Retomar os vínculos e criar ambientes acolhedores e seguros permitem que as crianças elaborem suas emoções e voltem a apresentar comportamentos esperados para a idade
A pandemia tem causado impactos emocionais em pessoas de todas as faixas etárias, mesmo nas crianças pequenas, de 0 a 3 anos. Por mais que não compreendam a complexidade da situação, elas sentem o estresse e as mudanças bruscas na rotina, o que pode levar ao fenômeno da Regressão Infantil.
O estudo "Primeiríssima infância – Interações na pandemia: comportamentos de pais e cuidadores de crianças de 0 a 3 anos em tempos de Covid-19", lançado pela Fundação Maria Cecilia Souto Vidigal, mostrou que 27% das crianças voltaram a ter comportamentos de quando eram mais novas, como maior dependência dos pais, dificuldades na fala, medo de dormir sozinha e uso de chupeta. A pesquisa entrevistou 1.036 familiares de todas as classes sociais e regiões do país, em março de 2021.
“A crise ocasionada pela pandemia teve impactos nas possibilidades de convívio, na organização do dia a dia e na experiência de emoções intensas. Nesse contexto, o aparecimento desse fenômeno se tornou mais evidente, mostrando que as habilidades socioemocionais foram e são essenciais para o manejo não só para esse período, mas também para a retomada da rotina que, aos poucos, está se tornando possível”, diz Ana Carolina D’Agostini, gerente editorial do Programa Semente.
O que fazer com a regressão infantil?
Segundo ela, a tendência é que, com a volta gradual das atividades, as crianças deixem de apresentar esses comportamentos. Pais e professores devem, nesse momento, ser pacientes e acolhedores com mais essa mudança que os pequenos estão enfrentando.
Os chamados “filhos da pandemia” - crianças de até 4 anos de idade - estão tendo novos ciclos de adaptação, aprendizado e estímulos durante sua interação com um mundo completamente diferente daquele que seria considerado o mais adequado.
Enquanto algumas crianças não conseguem mais ficar sem os pais, outras sentem a extrema necessidade de interagir ao sair de casa. Algo que fazia parte da experiência de vida de uma criança, como aprender a calçar um sapato, por exemplo, se tornou algo sem sentido para muitas delas que cresceram sem a necessidade de passar por essa experiência.
“É hora de incentivar e retomar os vínculos, criar ambientes com estímulos positivos e que tragam a sensação de segurança para que, por meio das brincadeiras e dos relacionamentos interpessoais, as crianças possam elaborar suas emoções, reestabelecer a rotina e voltar a apresentar os comportamentos esperados para a idade.”
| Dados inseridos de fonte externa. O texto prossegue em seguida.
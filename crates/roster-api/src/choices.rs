//! Handler for `GET /choices/`: the closed vocabularies with their labels.

use axum::Json;
use roster_core::record::{ChoiceEntry, Department, Grade, Role, choices};
use serde::Serialize;

#[derive(Debug, Serialize)]
pub struct Choices {
  pub role:          Vec<ChoiceEntry>,
  pub department:    Vec<ChoiceEntry>,
  pub student_grade: Vec<ChoiceEntry>,
}

/// `GET /choices/`
pub async fn handler() -> Json<Choices> {
  Json(Choices {
    role:          choices::<Role>(),
    department:    choices::<Department>(),
    student_grade: choices::<Grade>(),
  })
}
No entanto, é importante que as escolas e os familiares estejam atentos a cada caso e avaliem se há a necessidade de acompanhamento profissional -- com um pediatra ou psicólogo -- caso a regressão infantil persista.
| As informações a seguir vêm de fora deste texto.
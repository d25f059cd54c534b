//! Image handling for Roster: the QR artifact renderer and upload sniffing.

mod qr;
mod sniff;

pub mod error;

pub use error::{Error, Result};
pub use qr::{CANVAS_SIZE, QrRenderer};
pub use sniff::{SniffedImage, sniff_photo};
Por que as habilidades socioemocionais são importantes para entender esse comportamento?
Ana Carolina explica que as habilidades socioemocionais fazem parte das nossas vidas desde o início, pois, mesmo que a criança ainda não compreenda tudo o que é dito e o que está acontecendo ao seu redor, ela já experiência emoções como alegria, medo, raiva, tristeza e entusiasmo.
Quando as crianças começam a frequentar a escola, o ensino dessas habilidades pode iniciar de maneira intencional e programada a partir dos 4 anos de idade. Nessa faixa etária, as crianças já podem começar a desenvolver o autoconhecimento, identificando o que lhes causa medo, surpresa, alegria e raiva.
Os adultos podem, inclusive, ensinar às crianças técnicas de manejo das emoções, como exercícios de respiração e relaxamento. As crianças também têm condições de reconhecer e a nomear emoções básicas por meio de atividades lúdicas.
“Uma alternativa interessante é usar marionetes para brincar de faz-de-conta e criar histórias, trazendo os sentimentos como fio condutor”, sugere.
Em contação de histórias e rodas de conversa conduzidas pelos professores e educadores, por exemplo, os pequenos têm a possibilidade de refletirem e se expressarem sobre como os personagens se sentiram.
“Quando as crianças são incentivadas a fazer isso desde cedo, começam a desenvolver a empatia e a aumentar o repertório de alfabetização emocional”, finaliza a gerente.